Fig. 5.

(A) Representation of the embryonic and extraembryonic genetic constitution of Gpr126^fl/fl;Sox2^Cre embryos when the Sox2^Cre transgene is inherited paternally. Zygotic Sox2^Cre expression deletes Gpr126 in the embryo proper and in the embryonic component of the placenta (white). Gpr126 is not inactivated in the maternal component of the placenta (pink). (B) Images of Gpr126^KO/fl and Gpr126^KO/fl;Sox2^Cre mouse pups at P1. Arrowheads point to joint contractures in the forelimbs and hindlimbs of the mutants. (C to F″) H&E staining of transverse heart sections from Gpr126^KO/fl and Gpr126^KO/fl;Sox2^Cre mutant embryos at E16.5 (C to D″) and P1 (E to F″).
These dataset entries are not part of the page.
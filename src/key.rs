use std::fmt;

use crate::size_class::{Comparison, SizeClass, Variants};

/// A single-class key such as `phone` or `>=tablet`.
#[derive(Debug, Clone, Copy, PartialEq, Eq, Hash)]
#[cfg_attr(feature = "serde", derive(serde::Serialize, serde::Deserialize))]
pub struct BreakpointKey {
    #[cfg_attr(feature = "serde", serde(default))]
    pub comparison: Option<Comparison>,
    pub class: SizeClass,
}

impl BreakpointKey {
    pub const fn new(comparison: Comparison, class: SizeClass) -> Self {
        Self {
            comparison: Some(comparison),
            class,
        }
    }

    pub const fn bare(class: SizeClass) -> Self {
        Self {
            comparison: None,
            class,
        }
    }

    /// The variant flag a size class needs for this key to exist.
    pub fn variant(&self) -> Variants {
        self.comparison
            .map_or(Variants::BARE, Comparison::variant)
    }
}

impl fmt::Display for BreakpointKey {
    fn fmt(&self, f: &mut fmt::Formatter<'_>) -> fmt::Result {
        if let Some(comparison) = self.comparison {
            f.write_str(comparison.prefix())?;
        }
        f.write_str(self.class.name())
    }
}

/// Two keys separated by a single space, e.g. `<widescreen >=smallscreen`.
/// Its query is the conjunction of both parts, in order.
#[derive(Debug, Clone, Copy, PartialEq, Eq, Hash)]
#[cfg_attr(feature = "serde", derive(serde::Serialize, serde::Deserialize))]
pub struct CompoundKey {
    pub first: BreakpointKey,
    pub second: BreakpointKey,
}

impl CompoundKey {
    pub const fn new(first: BreakpointKey, second: BreakpointKey) -> Self {
        Self { first, second }
    }
}

impl fmt::Display for CompoundKey {
    fn fmt(&self, f: &mut fmt::Formatter<'_>) -> fmt::Result {
        write!(f, "{} {}", self.first, self.second)
    }
}
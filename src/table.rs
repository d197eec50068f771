use std::{hash::BuildHasherDefault, sync::LazyLock};

use indexmap::IndexMap;
use rustc_hash::FxHasher;

use crate::{config::Breakpoints, error::BreakpointError, query::MediaQuery};

type FxIndexMap<K, V> = IndexMap<K, V, BuildHasherDefault<FxHasher>>;

static STANDARD: LazyLock<BreakpointTable> =
    LazyLock::new(|| BreakpointTable::build(&Breakpoints::default()));

/// The standard table, built on first use.
pub fn standard() -> &'static BreakpointTable {
    &STANDARD
}

/// Look up `key` in the standard table.
///
/// ```
/// assert_eq!(floem_breakpoints::lookup(">=tablet"), Some("(min-width: 768px)"));
/// assert_eq!(floem_breakpoints::lookup("Tablet"), None);
/// ```
pub fn lookup(key: &str) -> Option<&'static str> {
    standard().lookup(key)
}

#[derive(Debug, Clone, PartialEq, Eq)]
struct Entry {
    query: MediaQuery,
    css: Box<str>,
}

/// An immutable map from breakpoint keys to media query strings.
///
/// Keys match exactly: no trimming, no case folding, and the single space in
/// a compound key is significant. Entries iterate in the order they were
/// generated, single-class keys first in ascending width.
#[derive(Debug, Clone, PartialEq, Eq)]
pub struct BreakpointTable {
    entries: FxIndexMap<Box<str>, Entry>,
}

impl BreakpointTable {
    pub fn new(config: &Breakpoints) -> Result<Self, BreakpointError> {
        config.validate()?;
        Ok(Self::build(config))
    }

    /// Generates entries from a configuration that has already been validated.
    fn build(config: &Breakpoints) -> Self {
        let mut entries = FxIndexMap::default();

        for bp in &config.classes {
            for key in bp.keys() {
                let Some(query) = bp.query(key.comparison) else {
                    continue;
                };
                let key = key.to_string();
                tracing::trace!(%key, %query, "breakpoint");
                entries.insert(key.into_boxed_str(), Entry::new(query));
            }
        }

        for compound in &config.compounds {
            let (Some(first), Some(second)) =
                (config.query(compound.first), config.query(compound.second))
            else {
                continue;
            };
            let key = compound.to_string();
            let query = first.and(&second);
            tracing::trace!(%key, %query, "compound breakpoint");
            entries.insert(key.into_boxed_str(), Entry::new(query));
        }

        tracing::debug!(entries = entries.len(), "built breakpoint table");
        Self { entries }
    }

    /// The media query string for `key`, or `None` if the table has no such key.
    pub fn lookup(&self, key: &str) -> Option<&str> {
        self.entries.get(key).map(|entry| &*entry.css)
    }

    /// Like [`lookup`](Self::lookup), for callers that treat a missing key as an error.
    pub fn get(&self, key: &str) -> Result<&str, BreakpointError> {
        self.lookup(key)
            .ok_or_else(|| BreakpointError::KeyNotFound(key.to_string()))
    }

    pub fn query(&self, key: &str) -> Option<&MediaQuery> {
        self.entries.get(key).map(|entry| &entry.query)
    }

    pub fn contains_key(&self, key: &str) -> bool {
        self.entries.contains_key(key)
    }

    pub fn len(&self) -> usize {
        self.entries.len()
    }

    pub fn is_empty(&self) -> bool {
        self.entries.is_empty()
    }

    pub fn keys(&self) -> impl Iterator<Item = &str> {
        self.entries.keys().map(|key| &**key)
    }

    /// `(key, css)` pairs in generation order.
    pub fn iter(&self) -> impl Iterator<Item = (&str, &str)> {
        self.entries
            .iter()
            .map(|(key, entry)| (&**key, &*entry.css))
    }
}

impl Entry {
    fn new(query: MediaQuery) -> Self {
        let css = query.to_string().into_boxed_str();
        Self { query, css }
    }
}

#[cfg(feature = "serde")]
impl serde::Serialize for BreakpointTable {
    fn serialize<S: serde::Serializer>(&self, serializer: S) -> Result<S::Ok, S::Error> {
        use serde::ser::SerializeMap;

        let mut map = serializer.serialize_map(Some(self.len()))?;
        for (key, css) in self.iter() {
            map.serialize_entry(key, css)?;
        }
        map.end()
    }
}

#[cfg(test)]
mod tests {
    use super::{BreakpointTable, standard};
    use crate::{
        config::{Breakpoints, SizeClassBreakpoint},
        error::BreakpointError,
        size_class::{SizeClass, Variants},
    };

    #[test]
    fn standard_is_shared() {
        assert!(std::ptr::eq(standard(), standard()));
    }

    #[test]
    fn new_matches_standard() {
        let table = BreakpointTable::new(&Breakpoints::default()).unwrap();
        assert_eq!(&table, standard());
    }

    #[test]
    fn get_reports_missing_key() {
        assert_eq!(standard().get("phone"), Ok("(max-width: 320px)"));
        assert_eq!(
            standard().get("watch"),
            Err(BreakpointError::KeyNotFound("watch".to_string()))
        );
    }

    #[test]
    fn typed_query() {
        let query = standard().query("<widescreen >=smallscreen").unwrap();
        assert_eq!(query.conditions().len(), 2);
        assert!(standard().query("widescreen").is_none());
    }

    #[test]
    fn generation_order() {
        let keys: Vec<_> = standard().keys().take(5).collect();
        assert_eq!(keys, ["phone", "<mobile", "<=mobile", ">=mobile", ">mobile"]);
        assert_eq!(standard().keys().last(), Some("<widescreen >=smallscreen"));
    }

    #[test]
    fn invalid_config_is_rejected() {
        let config = Breakpoints {
            classes: vec![
                SizeClassBreakpoint::new(SizeClass::Tablet, 768, Variants::COMPARISONS),
                SizeClassBreakpoint::new(SizeClass::Mobile, 667, Variants::COMPARISONS),
            ],
            compounds: vec![],
        };
        assert!(BreakpointTable::new(&config).is_err());
    }

    #[test]
    fn custom_config() {
        let config = Breakpoints {
            classes: vec![
                SizeClassBreakpoint::new(SizeClass::Phone, 400, Variants::BARE | Variants::GT),
                SizeClassBreakpoint::new(SizeClass::Desktop, 1280, Variants::GE),
            ],
            compounds: vec![],
        };
        let table = BreakpointTable::new(&config).unwrap();
        assert_eq!(table.len(), 3);
        assert_eq!(table.lookup("phone"), Some("(max-width: 400px)"));
        assert_eq!(table.lookup(">phone"), Some("(min-width: 401px)"));
        assert_eq!(table.lookup(">=desktop"), Some("(min-width: 1280px)"));
        assert!(!table.contains_key("<=desktop"));
    }

    #[test]
    fn empty_config() {
        let table = BreakpointTable::new(&Breakpoints {
            classes: vec![],
            compounds: vec![],
        })
        .unwrap();
        assert!(table.is_empty());
        assert_eq!(table.lookup("phone"), None);
    }
}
Bottom panels: High-magnification views of the right ventricle (′) and left ventricle (″) corresponding to the boxed areas in the main panels. Scale bars, 100 μm. (G) Representation of the embryonic and extraembryonic genetic constitution of Gpr126^fl/fl;Sox2^Cre embryos when the Sox2^Cre transgene is inherited maternally. Note Gpr126 inactivation in both the embryo proper and in the placenta. (H) Breeding strategy used to obtain GPR126^GOF/+;Gpr126^Δ7/Δ7;Sox2^Cre/+ embryos. The parental origin of the Cre transgene determines whether forced GPR126^GOF expression (green) will take place only in the epiblast (paternal inheritance) or will be widespread in embryonic and extraembryonic tissues (maternal inheritance).